The prosecutors were insistent upon making sure that the victims of the purse snatchings were taken care of. Reasonably, the prosecutor wanted to make sure that all personal and sentimental property was moved from evidence back to the rightful owners. I respected that, knowing how important the picture of my daughters that I held in my wallet was to me. The prosecutors, not surprisingly, were not opposed to Teresa being sentenced to probation. I had done them a tremendous favor by not requiring them to bring thirty witnesses into court for a trial, and probation would be a good way for Teresa to raise the money to reimburse the victims for any money that was lost. None of us really believed that Teresa was going to be able to raise thousands of dollars in the next two years, but the judge required it, since it was only fair that if Teresa could afford it, she pay the people back for what she had taken. Requiring these payments was also the politically safe thing to do, since the judge considered, as they always do, how she could spin this sentence if it became the lead story on the six o’clock news. “I put her on probation,” the justification would go, “but I did it to ensure compensation for the victims.” The early plea was good behavior by me as far as the judge was concerned, and Teresa was getting the reward for this, with a condition attached so the judge could justify this in the future if need be. After all, the judge mad six figures for less than fort hours of work a week. As a judge in Nebraska, you were virtually always elected, since the ballots had only a “retain” or “not retain” choice, as long as you stayed out of the headlines for anything else but being “tough on crime.” Since Teresa’s case was no longer the “lead story” it was politically safe and also efficient for eh judge and the prosecutor to let Teresa out. To their credit, the judge and the prosecutor also listened to me as I described the difference between the Teresa who stood before them today and the one I had first seen on the floor of the jail, screaming and coming down off heroine.
The judge was not altogether lenient, however. While Teresa was sentenced to probation, she had to wait in jail for thirty more days. While I didn’t want this for Teresa, I thought it was a good message to send. These were serious crimes and while the judge was impressed with how well Teresa had done in jail, she was telling Teresa how unafraid she was to put her back there if she didn’t take the probation seriously.
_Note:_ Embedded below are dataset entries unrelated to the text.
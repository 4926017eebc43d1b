//! An in-memory balance ledger implementing the transfer context traits.

use alloc::collections::BTreeMap;
use core::str::FromStr;

use crate::applications::transfer::coin::Coin;
use crate::applications::transfer::context::{
    TokenTransferExecutionContext, TokenTransferValidationContext,
};
use crate::applications::transfer::error::TokenTransferError;
use crate::applications::transfer::{Amount, PORT_ID_STR};
use crate::core::host::identifier::{ChannelId, PortId};
use crate::prelude::*;
use crate::Signer;

/// A bank account, keyed by its rendered address.
#[derive(Clone, Debug, PartialEq, Eq, PartialOrd, Ord)]
pub struct MockAccount(String);

impl MockAccount {
    pub fn escrow(port_id: &PortId, channel_id: &ChannelId) -> Self {
        Self(format!("escrow/{port_id}/{channel_id}"))
    }

    pub fn as_str(&self) -> &str {
        &self.0
    }
}

impl TryFrom<Signer> for MockAccount {
    type Error = TokenTransferError;

    fn try_from(signer: Signer) -> Result<Self, Self::Error> {
        if signer.is_empty() {
            return Err(TokenTransferError::FailedToParseAccount);
        }
        Ok(Self(signer.to_string()))
    }
}

/// Balances keyed by (account, denomination).
#[derive(Clone, Debug, Default)]
pub struct MockBank {
    balances: BTreeMap<(String, String), Amount>,
}

impl MockBank {
    pub fn new() -> Self {
        Self::default()
    }

    /// Seeds an account with a balance.
    pub fn with_balance(mut self, account: &str, coin: Coin) -> Self {
        self.balances
            .insert((account.to_string(), coin.denom.to_string()), coin.amount);
        self
    }

    pub fn balance(&self, account: &str, denom: &str) -> Amount {
        self.balances
            .get(&(account.to_string(), denom.to_string()))
            .copied()
            .unwrap_or_else(|| Amount::from(0u64))
    }

    fn credit(&mut self, account: &MockAccount, coin: &Coin) -> Result<(), TokenTransferError> {
        let key = (account.as_str().to_string(), coin.denom.to_string());
        let current = self
            .balances
            .get(&key)
            .copied()
            .unwrap_or_else(|| Amount::from(0u64));
        let updated = current
            .checked_add(coin.amount)
            .ok_or_else(|| TokenTransferError::InvalidAmount {
                description: "balance overflow".to_string(),
            })?;
        self.balances.insert(key, updated);
        Ok(())
    }

    fn debit(&mut self, account: &MockAccount, coin: &Coin) -> Result<(), TokenTransferError> {
        let key = (account.as_str().to_string(), coin.denom.to_string());
        let current = self
            .balances
            .get(&key)
            .copied()
            .unwrap_or_else(|| Amount::from(0u64));
        let updated =
            current
                .checked_sub(coin.amount)
                .ok_or_else(|| TokenTransferError::InsufficientFunds {
                    account: account.as_str().to_string(),
                    denom: coin.denom.to_string(),
                })?;
        self.balances.insert(key, updated);
        Ok(())
    }

    fn check_debit(&self, account: &MockAccount, coin: &Coin) -> Result<(), TokenTransferError> {
        let current = self.balance(account.as_str(), &coin.denom.to_string());
        if current.checked_sub(coin.amount).is_none() {
            return Err(TokenTransferError::InsufficientFunds {
                account: account.as_str().to_string(),
                denom: coin.denom.to_string(),
            });
        }
        Ok(())
    }
}

impl TokenTransferValidationContext for MockBank {
    type AccountId = MockAccount;

    fn get_port(&self) -> Result<PortId, TokenTransferError> {
        Ok(PortId::from_str(PORT_ID_STR)?)
    }

    fn can_send_coins(&self) -> Result<(), TokenTransferError> {
        Ok(())
    }

    fn can_receive_coins(&self) -> Result<(), TokenTransferError> {
        Ok(())
    }

    fn escrow_coins_validate(
        &self,
        from_account: &MockAccount,
        _port_id: &PortId,
        _channel_id: &ChannelId,
        coin: &Coin,
    ) -> Result<(), TokenTransferError> {
        self.check_debit(from_account, coin)
    }

    fn unescrow_coins_validate(
        &self,
        _to_account: &MockAccount,
        port_id: &PortId,
        channel_id: &ChannelId,
        coin: &Coin,
    ) -> Result<(), TokenTransferError> {
        self.check_debit(&MockAccount::escrow(port_id, channel_id), coin)
    }

    fn mint_coins_validate(
        &self,
        _account: &MockAccount,
        _coin: &Coin,
    ) -> Result<(), TokenTransferError> {
        Ok(())
    }

    fn burn_coins_validate(
        &self,
        account: &MockAccount,
        coin: &Coin,
    ) -> Result<(), TokenTransferError> {
        self.check_debit(account, coin)
    }
}

impl TokenTransferExecutionContext for MockBank {
    fn escrow_coins_execute(
        &mut self,
        from_account: &MockAccount,
        port_id: &PortId,
        channel_id: &ChannelId,
        coin: &Coin,
    ) -> Result<(), TokenTransferError> {
        self.debit(from_account, coin)?;
        self.credit(&MockAccount::escrow(port_id, channel_id), coin)
    }

    fn unescrow_coins_execute(
        &mut self,
        to_account: &MockAccount,
        port_id: &PortId,
        channel_id: &ChannelId,
        coin: &Coin,
    ) -> Result<(), TokenTransferError> {
        self.debit(&MockAccount::escrow(port_id, channel_id), coin)?;
        self.credit(to_account, coin)
    }

    fn mint_coins_execute(
        &mut self,
        account: &MockAccount,
        coin: &Coin,
    ) -> Result<(), TokenTransferError> {
        self.credit(account, coin)
    }

    fn burn_coins_execute(
        &mut self,
        account: &MockAccount,
        coin: &Coin,
    ) -> Result<(), TokenTransferError> {
        self.debit(account, coin)
    }
}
Teresa was thrilled. She now had an “out date” to focus on and knew what she had to do to avoid going back to jail. I saw a changed person, but when she asked about Mickey once again, I suspected that she could slip back to her old self fairly easily.
Next, I did something for Teresa that I rarely did for clients. I prided myself on working hard for them but also drew a bright line between my work and my home. My clients were often desperate and sometimes dangerous. As hard as I tried, my clients were usually found guilty and they most often truly were, as much as I hated to admit that the “rarely are suspects innocent” phrase was actually true. I hated a system that believed this, but I had to admit it was true. Even if my clients were often innocent of all the crimes they were charged with, they were usually guilty of something. I longed for the truly innocent client, but rarely found him or her. What killed me were the few truly innocent clients that I couldn’t save inside a system that believed they were “probably guilty of something.” I had to fight off cynicism myself amid a parade of horribles, where an occasional innocent was paraded in alongside the assholes and addicts.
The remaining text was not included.